NatWest fell 4.2% despite reporting higher first-quarter profit, as investors focused on a softer-than-expected outlook for income.
The Edinburgh-based lender said pretax profit rose 12% to GBP2.03 billion from GBP1.81 billion a year earlier, as total income increased 9.5% to GBP4.36 billion and net interest income climbed 12% to GBP3.39 billion.
However, NatWest said it expects 2026 income to be at the top end of its GBP17.2 billion to GBP17.6 billion range, below market expectations. It maintained other guidance and highlighted continued cost savings and strong customer activity.
The bank noted that strong lending and deposit growth were partially offset by a GBP1.8 billion reduction in assets under management and administration, driven by negative market movements. Net inflows of GBP900 million were recorded, with around 23,000 new investors joining during the quarter.
United Utilities was down 2.8%, giving back recent gains after confirming the outcome of its GBP800 million equity raise and facing a broker downgrade.
The water utility said its placing, retail offer and subscription raised around GBP800 million to fund its expanded investment programme.
Citigroup lowered both United Utilities and peer Severn Trent, which fell 3.3%, to 'neutral' from 'buy'.
Among smaller caps, Georgina Energy dropped 20% after raising GBP1 million through a placing of 37.0 million shares at 2.7p each.

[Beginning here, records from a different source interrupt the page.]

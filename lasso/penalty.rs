use crate::error::LassoError;
use ndarray::ArrayView1;

/// The global soft-threshold for one arrival: `sqrt(sum_j xx[j] * var_y)`.
///
/// Every coordinate in the sweep shares this single value. It grows with the
/// total accumulated feature energy, so the estimator regularizes harder as
/// evidence piles up. With `var_y == 0` or no energy yet, it is exactly zero.
pub fn compute_penalty(xx: ArrayView1<f64>, var_y: f64) -> f64 {
    (xx.sum() * var_y).sqrt()
}

/// Checks that a noise variance can feed `compute_penalty`.
pub fn validate_noise_variance(var_y: f64) -> Result<f64, LassoError> {
    if var_y.is_finite() && var_y >= 0.0 {
        Ok(var_y)
    } else {
        Err(LassoError::InvalidNoiseVariance(var_y))
    }
}
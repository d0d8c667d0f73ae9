//! # The Online Lasso Engine
//!
//! `OnlineLasso` turns one arrival into one new state record. It holds nothing
//! but its configuration: the feature dimension, the noise variance, and the
//! sweep policies. Every accumulator lives in the `LassoState` that the caller
//! passes in and receives back.
//!
//! Each arrival runs the same three steps, always in this order:
//!
//! 1. `accumulate::accumulate` folds the observation into `xy` and `xx`.
//! 2. `penalty::compute_penalty` derives the global threshold from `xx`.
//! 3. `coordinate::update_coordinates` sweeps every coordinate.
//!
//! Arrivals must be processed one at a time. The engine is immutable and
//! therefore shareable, but two arrivals applied to the same state in parallel
//! would each produce a different successor and one of them would be lost.

use crate::accumulate::accumulate;
use crate::config::EngineConfig;
use crate::coordinate::{ComplementSets, CoordinateOrder, DegeneracyPolicy, update_coordinates};
use crate::error::LassoError;
use crate::penalty::{compute_penalty, validate_noise_variance};
use crate::state::{LassoState, ensure_finite};
use ndarray::{ArrayView1, ArrayView2};

/// One incoming `(label, features)` pair.
#[derive(Debug, Clone, Copy)]
pub struct Observation<'a> {
    pub label: f64,
    pub features: ArrayView1<'a, f64>,
}

impl<'a> Observation<'a> {
    pub fn new(label: f64, features: ArrayView1<'a, f64>) -> Self {
        Self { label, features }
    }
}

/// Everything one arrival produced.
#[derive(Debug, Clone, PartialEq)]
pub struct ArrivalOutcome {
    /// The successor state, to be passed to the next call.
    pub state: LassoState,
    /// The global threshold used for this arrival's sweep.
    pub penalty: f64,
    /// Coordinates pinned at zero because their feature had no energy yet.
    pub degenerate: Vec<usize>,
}

/// Observer notified after every arrival of a streamed run.
pub trait ArrivalObserver {
    /// `total_arrivals` is `None` when the stream length is not known upfront.
    fn on_run_start(&mut self, total_arrivals: Option<usize>) {
        let _ = total_arrivals;
    }
    fn on_arrival(&mut self, arrival: usize, outcome: &ArrivalOutcome) {
        let _ = (arrival, outcome);
    }
    fn on_run_finish(&mut self, final_state: &LassoState) {
        let _ = final_state;
    }
}

#[derive(Default)]
pub struct NoopArrivalObserver;

impl ArrivalObserver for NoopArrivalObserver {}

/// Fans every callback out to two observers, in order.
impl<A: ArrivalObserver, B: ArrivalObserver> ArrivalObserver for (A, B) {
    fn on_run_start(&mut self, total_arrivals: Option<usize>) {
        self.0.on_run_start(total_arrivals);
        self.1.on_run_start(total_arrivals);
    }
    fn on_arrival(&mut self, arrival: usize, outcome: &ArrivalOutcome) {
        self.0.on_arrival(arrival, outcome);
        self.1.on_arrival(arrival, outcome);
    }
    fn on_run_finish(&mut self, final_state: &LassoState) {
        self.0.on_run_finish(final_state);
        self.1.on_run_finish(final_state);
    }
}

/// The stateless per-arrival update operator.
#[derive(Debug, Clone)]
pub struct OnlineLasso {
    complements: ComplementSets,
    noise_variance: f64,
    order: CoordinateOrder,
    degeneracy: DegeneracyPolicy,
}

impl OnlineLasso {
    /// An engine for `dimension` features with the default ascending sweep and
    /// zero-energy coordinates held at zero.
    pub fn new(dimension: usize, noise_variance: f64) -> Result<Self, LassoError> {
        Self::with_config(dimension, &EngineConfig::new(noise_variance))
    }

    pub fn with_config(dimension: usize, config: &EngineConfig) -> Result<Self, LassoError> {
        if dimension == 0 {
            return Err(LassoError::EmptyDimension);
        }
        let noise_variance = validate_noise_variance(config.noise_variance)?;
        log::debug!(
            "Online lasso engine: {} features, noise variance {}, {:?} sweep, {:?} on zero energy",
            dimension,
            noise_variance,
            config.coordinate_order,
            config.degeneracy
        );
        Ok(Self {
            complements: ComplementSets::new(dimension),
            noise_variance,
            order: config.coordinate_order,
            degeneracy: config.degeneracy,
        })
    }

    pub fn dimension(&self) -> usize {
        self.complements.dimension()
    }

    pub fn noise_variance(&self) -> f64 {
        self.noise_variance
    }

    /// A fresh zero state sized for this engine.
    pub fn initial_state(&self) -> LassoState {
        LassoState::new(self.dimension())
    }

    /// Processes one arrival and returns the successor state.
    ///
    /// On any error the borrowed `state` is untouched and remains the valid
    /// current state.
    pub fn step(
        &self,
        state: &LassoState,
        observation: &Observation<'_>,
    ) -> Result<ArrivalOutcome, LassoError> {
        let dimension = self.dimension();
        if state.dimension() != dimension {
            return Err(LassoError::DimensionMismatch {
                context: "state",
                expected: dimension,
                found: state.dimension(),
            });
        }
        if observation.features.len() != dimension {
            return Err(LassoError::DimensionMismatch {
                context: "feature vector",
                expected: dimension,
                found: observation.features.len(),
            });
        }
        if !observation.label.is_finite() {
            return Err(LassoError::NonFiniteLabel(observation.label));
        }
        if let Some(index) = observation.features.iter().position(|x| !x.is_finite()) {
            return Err(LassoError::NonFiniteObservation { index });
        }

        let (xy, xx) = accumulate(
            state.xy(),
            state.xx(),
            observation.features,
            observation.label,
        )?;
        // Finite inputs can still overflow once multiplied.
        ensure_finite("cross-correlation accumulator", xy.view())?;
        ensure_finite("energy accumulator", xx.view())?;
        let penalty = compute_penalty(xx.view(), self.noise_variance);

        let sweep = update_coordinates(
            observation.features,
            xy,
            state.theta().to_owned(),
            xx.view(),
            penalty,
            &self.complements,
            self.order,
            self.degeneracy,
        )?;
        ensure_finite("cross-correlation accumulator", sweep.xy.view())?;
        ensure_finite("weight vector", sweep.theta.view())?;

        if !sweep.degenerate.is_empty() {
            log::debug!(
                "Held {} zero-energy coordinate(s) at zero: {:?}",
                sweep.degenerate.len(),
                sweep.degenerate
            );
        }

        Ok(ArrivalOutcome {
            state: LassoState::from_parts_unchecked(sweep.xy, xx, sweep.theta),
            penalty,
            degenerate: sweep.degenerate,
        })
    }

    /// Streams every row of `features` (with the matching entry of `labels`)
    /// through `step`, starting from `initial`.
    ///
    /// Stops at the first rejected arrival and returns its error.
    pub fn run<O: ArrivalObserver>(
        &self,
        initial: LassoState,
        labels: ArrayView1<f64>,
        features: ArrayView2<f64>,
        observer: &mut O,
    ) -> Result<LassoState, LassoError> {
        if labels.len() != features.nrows() {
            return Err(LassoError::DimensionMismatch {
                context: "label sequence",
                expected: features.nrows(),
                found: labels.len(),
            });
        }
        log::info!(
            "Streaming {} arrivals through the online lasso ({} features).",
            labels.len(),
            self.dimension()
        );
        observer.on_run_start(Some(labels.len()));

        let mut state = initial;
        for (arrival, (&label, row)) in labels.iter().zip(features.rows()).enumerate() {
            let outcome = self.step(&state, &Observation::new(label, row))?;
            log::debug!(
                "Arrival {}: penalty {:.6e}, support size {}",
                arrival,
                outcome.penalty,
                outcome.state.support().len()
            );
            observer.on_arrival(arrival, &outcome);
            state = outcome.state;
        }

        observer.on_run_finish(&state);
        log::info!(
            "Online lasso finished: {} of {} features selected.",
            state.support().len(),
            self.dimension()
        );
        Ok(state)
    }
}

GenIP fell 36% after raising GBP350,000 in a placing of 5.0 million shares at 7p each, while ADM Energy lost 14% after raising GBP375,000 gross in a placing and subscription.
Shield Therapeutics declined 14% after providing a first-quarter trading update and announcing that its chief financial officer will step down in June.
The pharmaceutical firm said group net revenue rose to USD18 million from USD7 million a year earlier, with Ebit turning positive at around USD2.5 million from around USD4.4 million, supported by milestone income and strong ACCRUFeR sales.
However, new prior authorisation requirements under New York Medicaid are expected to weigh on sales.
Stocks in New York were called mixed ahead of the open. The Dow Jones Industrial Average was called up 0.2%, the S&P 500 up 0.1%, and the Nasdaq Composite down 0.1%.
The yield on the US 10-year Treasury was quoted at 4.39%, slightly higher than 4.38%. The yield on the US 30-year Treasury was 4.98%, unchanged from Thursday.
Gold was quoted at USD4,567.93 an ounce at midday Friday, down from USD4,616.72 on Thursday.
Still to come on Friday's economic calendar are US manufacturing PMI and ISM manufacturing PMI figures.